AVAILABLE RECORDS:

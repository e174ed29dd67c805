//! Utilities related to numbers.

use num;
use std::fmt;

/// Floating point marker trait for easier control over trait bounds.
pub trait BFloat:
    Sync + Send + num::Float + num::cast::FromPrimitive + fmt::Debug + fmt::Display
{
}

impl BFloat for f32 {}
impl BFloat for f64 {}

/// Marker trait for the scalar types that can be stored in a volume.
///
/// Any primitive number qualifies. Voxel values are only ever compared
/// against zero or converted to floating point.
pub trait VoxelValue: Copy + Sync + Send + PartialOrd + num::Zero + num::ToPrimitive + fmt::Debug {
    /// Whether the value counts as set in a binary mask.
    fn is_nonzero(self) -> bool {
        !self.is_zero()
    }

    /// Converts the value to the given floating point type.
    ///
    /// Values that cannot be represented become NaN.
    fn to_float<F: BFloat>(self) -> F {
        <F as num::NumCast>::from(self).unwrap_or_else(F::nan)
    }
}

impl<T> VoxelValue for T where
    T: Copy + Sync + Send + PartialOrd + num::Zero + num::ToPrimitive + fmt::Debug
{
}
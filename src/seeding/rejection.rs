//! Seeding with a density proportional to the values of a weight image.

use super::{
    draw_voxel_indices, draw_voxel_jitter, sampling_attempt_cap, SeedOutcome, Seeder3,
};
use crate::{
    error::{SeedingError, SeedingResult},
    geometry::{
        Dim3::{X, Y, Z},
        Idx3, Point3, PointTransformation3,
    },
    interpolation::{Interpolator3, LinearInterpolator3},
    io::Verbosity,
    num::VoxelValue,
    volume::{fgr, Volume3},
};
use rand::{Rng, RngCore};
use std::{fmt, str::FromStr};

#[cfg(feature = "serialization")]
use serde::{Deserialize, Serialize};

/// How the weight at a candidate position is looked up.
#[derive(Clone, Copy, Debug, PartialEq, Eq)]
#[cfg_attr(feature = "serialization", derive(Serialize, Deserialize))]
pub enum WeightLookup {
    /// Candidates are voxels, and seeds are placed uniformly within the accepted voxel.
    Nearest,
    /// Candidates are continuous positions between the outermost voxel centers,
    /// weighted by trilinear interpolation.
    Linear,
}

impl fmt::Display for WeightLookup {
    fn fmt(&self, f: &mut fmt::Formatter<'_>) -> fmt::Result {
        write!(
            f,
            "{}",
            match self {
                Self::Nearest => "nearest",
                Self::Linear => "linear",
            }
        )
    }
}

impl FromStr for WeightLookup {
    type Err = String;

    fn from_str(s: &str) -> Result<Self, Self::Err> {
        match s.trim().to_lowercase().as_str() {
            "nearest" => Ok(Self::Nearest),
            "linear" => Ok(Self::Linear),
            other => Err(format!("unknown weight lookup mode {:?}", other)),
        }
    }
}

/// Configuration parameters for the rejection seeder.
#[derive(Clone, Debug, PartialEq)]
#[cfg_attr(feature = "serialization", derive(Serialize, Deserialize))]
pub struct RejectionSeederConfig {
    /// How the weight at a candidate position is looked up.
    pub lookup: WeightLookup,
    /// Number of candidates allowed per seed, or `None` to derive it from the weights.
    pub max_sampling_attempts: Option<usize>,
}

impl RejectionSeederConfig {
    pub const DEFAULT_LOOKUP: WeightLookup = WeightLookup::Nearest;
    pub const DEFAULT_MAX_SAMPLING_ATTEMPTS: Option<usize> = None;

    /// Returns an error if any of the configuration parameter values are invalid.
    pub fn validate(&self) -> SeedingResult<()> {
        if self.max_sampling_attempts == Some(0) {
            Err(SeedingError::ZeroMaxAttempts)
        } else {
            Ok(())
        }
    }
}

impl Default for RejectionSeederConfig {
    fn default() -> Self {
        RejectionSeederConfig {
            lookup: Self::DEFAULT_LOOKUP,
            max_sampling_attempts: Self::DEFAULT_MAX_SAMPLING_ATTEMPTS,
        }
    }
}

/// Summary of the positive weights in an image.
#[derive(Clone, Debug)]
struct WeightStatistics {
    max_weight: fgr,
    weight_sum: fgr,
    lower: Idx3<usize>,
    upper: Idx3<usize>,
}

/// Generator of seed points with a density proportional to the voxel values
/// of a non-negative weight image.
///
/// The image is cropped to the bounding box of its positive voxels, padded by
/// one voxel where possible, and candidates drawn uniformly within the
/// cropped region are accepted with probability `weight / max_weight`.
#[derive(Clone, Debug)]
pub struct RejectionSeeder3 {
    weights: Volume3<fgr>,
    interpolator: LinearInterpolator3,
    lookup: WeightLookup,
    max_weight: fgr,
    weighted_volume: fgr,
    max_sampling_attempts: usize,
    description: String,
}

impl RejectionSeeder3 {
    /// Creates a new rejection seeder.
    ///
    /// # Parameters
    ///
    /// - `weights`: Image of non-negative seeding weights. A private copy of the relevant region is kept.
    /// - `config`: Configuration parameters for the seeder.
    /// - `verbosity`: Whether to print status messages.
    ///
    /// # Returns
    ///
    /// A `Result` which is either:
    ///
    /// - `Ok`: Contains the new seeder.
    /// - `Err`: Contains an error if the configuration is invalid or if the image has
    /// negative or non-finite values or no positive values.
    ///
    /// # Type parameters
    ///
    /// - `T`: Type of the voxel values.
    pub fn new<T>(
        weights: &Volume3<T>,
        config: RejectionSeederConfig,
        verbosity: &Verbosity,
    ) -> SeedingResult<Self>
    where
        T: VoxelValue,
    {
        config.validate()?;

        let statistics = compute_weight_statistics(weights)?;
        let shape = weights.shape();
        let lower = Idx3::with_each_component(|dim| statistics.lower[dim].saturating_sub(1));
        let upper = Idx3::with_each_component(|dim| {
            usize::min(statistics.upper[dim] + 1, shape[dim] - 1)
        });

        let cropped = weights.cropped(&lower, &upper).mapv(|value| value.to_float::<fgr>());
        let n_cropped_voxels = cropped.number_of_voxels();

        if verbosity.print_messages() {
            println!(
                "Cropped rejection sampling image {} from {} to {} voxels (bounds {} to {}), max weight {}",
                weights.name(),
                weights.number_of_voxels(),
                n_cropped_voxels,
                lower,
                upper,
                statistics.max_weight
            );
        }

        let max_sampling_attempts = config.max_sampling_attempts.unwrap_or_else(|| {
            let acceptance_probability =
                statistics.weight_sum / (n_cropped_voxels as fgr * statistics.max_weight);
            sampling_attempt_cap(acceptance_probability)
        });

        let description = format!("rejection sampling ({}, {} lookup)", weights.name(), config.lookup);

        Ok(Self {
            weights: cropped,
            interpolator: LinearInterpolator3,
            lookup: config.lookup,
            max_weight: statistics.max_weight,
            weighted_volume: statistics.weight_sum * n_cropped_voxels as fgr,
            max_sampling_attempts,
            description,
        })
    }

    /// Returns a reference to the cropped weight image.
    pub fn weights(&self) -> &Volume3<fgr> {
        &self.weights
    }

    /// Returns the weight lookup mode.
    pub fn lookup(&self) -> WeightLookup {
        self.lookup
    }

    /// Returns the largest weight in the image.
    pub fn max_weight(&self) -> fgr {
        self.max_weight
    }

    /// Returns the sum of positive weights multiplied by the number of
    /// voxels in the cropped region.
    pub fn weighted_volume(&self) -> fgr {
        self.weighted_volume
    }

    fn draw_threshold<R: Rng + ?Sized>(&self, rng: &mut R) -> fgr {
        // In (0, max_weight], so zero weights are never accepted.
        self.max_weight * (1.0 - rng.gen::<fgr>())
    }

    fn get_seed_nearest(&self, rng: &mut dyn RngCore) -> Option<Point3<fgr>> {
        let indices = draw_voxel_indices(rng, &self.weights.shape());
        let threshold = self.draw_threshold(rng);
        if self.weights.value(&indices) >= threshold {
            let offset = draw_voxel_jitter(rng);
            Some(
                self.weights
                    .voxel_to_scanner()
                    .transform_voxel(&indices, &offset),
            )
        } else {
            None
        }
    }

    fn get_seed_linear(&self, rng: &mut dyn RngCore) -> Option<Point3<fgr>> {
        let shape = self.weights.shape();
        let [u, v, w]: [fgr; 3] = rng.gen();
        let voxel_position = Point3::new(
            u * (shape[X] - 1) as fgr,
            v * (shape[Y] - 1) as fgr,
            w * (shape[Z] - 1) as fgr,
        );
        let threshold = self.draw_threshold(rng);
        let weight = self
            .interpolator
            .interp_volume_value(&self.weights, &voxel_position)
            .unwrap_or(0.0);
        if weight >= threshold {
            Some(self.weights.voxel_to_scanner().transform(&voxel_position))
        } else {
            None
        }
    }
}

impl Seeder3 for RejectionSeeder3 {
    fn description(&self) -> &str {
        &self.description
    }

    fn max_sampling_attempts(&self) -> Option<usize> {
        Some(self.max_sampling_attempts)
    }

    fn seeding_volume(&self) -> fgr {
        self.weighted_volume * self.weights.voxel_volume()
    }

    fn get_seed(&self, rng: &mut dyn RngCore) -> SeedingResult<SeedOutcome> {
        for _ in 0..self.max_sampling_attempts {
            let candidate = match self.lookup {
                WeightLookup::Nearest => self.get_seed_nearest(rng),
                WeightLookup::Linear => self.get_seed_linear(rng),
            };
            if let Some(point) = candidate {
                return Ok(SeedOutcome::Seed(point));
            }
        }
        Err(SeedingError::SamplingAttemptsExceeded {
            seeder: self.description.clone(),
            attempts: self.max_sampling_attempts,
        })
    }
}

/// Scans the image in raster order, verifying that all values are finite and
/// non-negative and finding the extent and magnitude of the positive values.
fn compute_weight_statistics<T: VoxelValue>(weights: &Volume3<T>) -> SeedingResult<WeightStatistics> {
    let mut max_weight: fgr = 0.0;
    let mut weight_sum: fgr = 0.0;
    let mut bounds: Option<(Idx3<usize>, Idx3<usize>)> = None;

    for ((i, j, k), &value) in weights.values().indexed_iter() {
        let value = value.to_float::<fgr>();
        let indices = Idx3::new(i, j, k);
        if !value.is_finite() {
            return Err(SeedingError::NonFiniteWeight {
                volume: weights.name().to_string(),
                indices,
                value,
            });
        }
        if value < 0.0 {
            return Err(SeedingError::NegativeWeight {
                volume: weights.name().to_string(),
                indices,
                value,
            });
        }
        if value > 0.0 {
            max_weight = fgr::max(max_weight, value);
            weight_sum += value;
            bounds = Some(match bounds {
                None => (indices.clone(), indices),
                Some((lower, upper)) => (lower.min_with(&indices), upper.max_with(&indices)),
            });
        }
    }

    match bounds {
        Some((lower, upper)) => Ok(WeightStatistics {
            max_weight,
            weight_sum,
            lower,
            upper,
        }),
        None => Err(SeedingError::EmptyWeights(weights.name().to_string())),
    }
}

ASSIGNED TASK: Sift through the entries and copy every line with "bounds".

EXERCISE RESULT:
/// Floating point marker trait for easier control over trait bounds.
                "Cropped rejection sampling image {} from {} to {} voxels (bounds {} to {}), max weight {}",
    let mut bounds: Option<(Idx3<usize>, Idx3<usize>)> = None;
            bounds = Some(match bounds {
    match bounds {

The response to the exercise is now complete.